Problem statement: Everything from the line containing "pub fn alternatives(&self)" through the line containing "pub fn alternative_count(&self)" in the listing below should be copied exactly, and nothing more.

Records to process:
★ ★ ★ ★

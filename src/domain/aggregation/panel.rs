//! Expert Panel - experts x alternatives raw scores for one criterion.

use serde::{Deserialize, Serialize};
use std::collections::HashSet;

use crate::domain::foundation::ValidationError;

/// Raw expert scores for one criterion; one row per expert.
#[derive(Debug, Clone, PartialEq, Serialize, Deserialize)]
#[serde(try_from = "RawExpertPanel")]
pub struct ExpertPanel {
    criterion: String,
    experts: Vec<String>,
    alternatives: Vec<String>,
    scores: Vec<Vec<f64>>,
}

#[derive(Deserialize)]
struct RawExpertPanel {
    criterion: String,
    experts: Vec<String>,
    alternatives: Vec<String>,
    scores: Vec<Vec<f64>>,
}

impl TryFrom<RawExpertPanel> for ExpertPanel {
    type Error = ValidationError;

    fn try_from(raw: RawExpertPanel) -> Result<Self, Self::Error> {
        ExpertPanel::new(raw.criterion, raw.experts, raw.alternatives, raw.scores)
    }
}

impl ExpertPanel {
    /// Creates a validated panel.
    pub fn new(
        criterion: impl Into<String>,
        experts: Vec<String>,
        alternatives: Vec<String>,
        scores: Vec<Vec<f64>>,
    ) -> Result<Self, ValidationError> {
        let criterion = criterion.into();
        if criterion.is_empty() {
            return Err(ValidationError::empty_field("criterion"));
        }
        if experts.is_empty() {
            return Err(ValidationError::empty_field("experts"));
        }
        if alternatives.is_empty() {
            return Err(ValidationError::empty_field("alternatives"));
        }
        unique("expert", &experts)?;
        unique("alternative", &alternatives)?;

        if scores.len() != experts.len() {
            return Err(ValidationError::dimension_mismatch(
                "expert rows",
                experts.len(),
                scores.len(),
            ));
        }
        for (row, expert_scores) in scores.iter().enumerate() {
            if expert_scores.len() != alternatives.len() {
                return Err(ValidationError::dimension_mismatch(
                    format!("scores of expert '{}'", experts[row]),
                    alternatives.len(),
                    expert_scores.len(),
                ));
            }
            if let Some(column) = expert_scores.iter().position(|v| !v.is_finite()) {
                return Err(ValidationError::non_finite("expert panel", row, column));
            }
        }

        Ok(Self {
            criterion,
            experts,
            alternatives,
            scores,
        })
    }

    /// Creates a builder for the named criterion.
    pub fn builder(criterion: impl Into<String>) -> ExpertPanelBuilder {
        ExpertPanelBuilder {
            criterion: criterion.into(),
            ..ExpertPanelBuilder::default()
        }
    }

    pub fn criterion(&self) -> &str {
        &self.criterion
    }

    pub fn experts(&self) -> &[String] {
        &self.experts
    }

    pub fn alternatives(&self) -> &[String] {
        &self.alternatives
    }

    /// Score rows, one per expert.
    pub fn scores(&self) -> &[Vec<f64>] {
        &self.scores
    }

    pub fn expert_count(&self) -> usize {
        self.experts.len()
    }

    pub fn alternative_count(&self) -> usize {
        self.alternatives.len()
    }

    /// Consensus row `sum_e weight_e * score_e`.
    pub fn weighted_row(&self, weights: &[f64]) -> Vec<f64> {
        (0..self.alternative_count())
            .map(|alt| {
                self.scores
                    .iter()
                    .zip(weights)
                    .map(|(row, weight)| row[alt] * weight)
                    .sum()
            })
            .collect()
    }
}

fn unique(kind: &str, names: &[String]) -> Result<(), ValidationError> {
    let mut seen = HashSet::new();
    match names.iter().find(|name| !seen.insert(name.as_str())) {
        Some(duplicate) => Err(ValidationError::duplicate_name(kind, duplicate.clone())),
        None => Ok(()),
    }
}

/// Builder for constructing ExpertPanel instances.
#[derive(Debug, Default)]
pub struct ExpertPanelBuilder {
    criterion: String,
    alternatives: Vec<String>,
    experts: Vec<String>,
    scores: Vec<Vec<f64>>,
}

impl ExpertPanelBuilder {
    /// Sets the alternatives.
    pub fn alternatives(mut self, names: Vec<impl Into<String>>) -> Self {
        self.alternatives = names.into_iter().map(|s| s.into()).collect();
        self
    }

    /// Adds one expert's scores.
    pub fn expert(mut self, name: impl Into<String>, scores: Vec<f64>) -> Self {
        self.experts.push(name.into());
        self.scores.push(scores);
        self
    }

    /// Builds and validates the panel.
    pub fn build(self) -> Result<ExpertPanel, ValidationError> {
        ExpertPanel::new(self.criterion, self.experts, self.alternatives, self.scores)
    }
}

#[cfg(test)]
mod tests {
    use super::*;

    #[test]
    fn builder_creates_panel() {
        let panel = ExpertPanel::builder("quality")
            .alternatives(vec!["A", "B"])
            .expert("E1", vec![1.0, 2.0])
            .expert("E2", vec![3.0, 4.0])
            .build()
            .unwrap();

        assert_eq!(panel.criterion(), "quality");
        assert_eq!(panel.expert_count(), 2);
        assert_eq!(panel.alternative_count(), 2);
    }

    #[test]
    fn panel_rejects_ragged_rows() {
        let result = ExpertPanel::builder("quality")
            .alternatives(vec!["A", "B"])
            .expert("E1", vec![1.0])
            .build();
        assert!(matches!(result, Err(ValidationError::DimensionMismatch { .. })));
    }

    #[test]
    fn panel_rejects_duplicate_experts() {
        let result = ExpertPanel::builder("quality")
            .alternatives(vec!["A"])
            .expert("E1", vec![1.0])
            .expert("E1", vec![2.0])
            .build();
        assert!(matches!(result, Err(ValidationError::DuplicateName { .. })));
    }

    #[test]
    fn panel_rejects_empty_experts() {
        let result = ExpertPanel::builder("quality").alternatives(vec!["A"]).build();
        assert!(matches!(result, Err(ValidationError::EmptyField { .. })));
    }

    #[test]
    fn weighted_row_combines_experts() {
        let panel = ExpertPanel::builder("quality")
            .alternatives(vec!["A", "B"])
            .expert("E1", vec![2.0, 4.0])
            .expert("E2", vec![6.0, 8.0])
            .build()
            .unwrap();

        assert_eq!(panel.weighted_row(&[0.5, 0.5]), vec![4.0, 6.0]);
        assert_eq!(panel.weighted_row(&[1.0, 0.0]), vec![2.0, 4.0]);
    }
}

★ ★ ★ ★

Response to this exercise:
    pub fn alternatives(&self) -> &[String] {
        &self.alternatives
    }

    /// Score rows, one per expert.
    pub fn scores(&self) -> &[Vec<f64>] {
        &self.scores
    }

    pub fn expert_count(&self) -> usize {
        self.experts.len()
    }

    pub fn alternative_count(&self) -> usize {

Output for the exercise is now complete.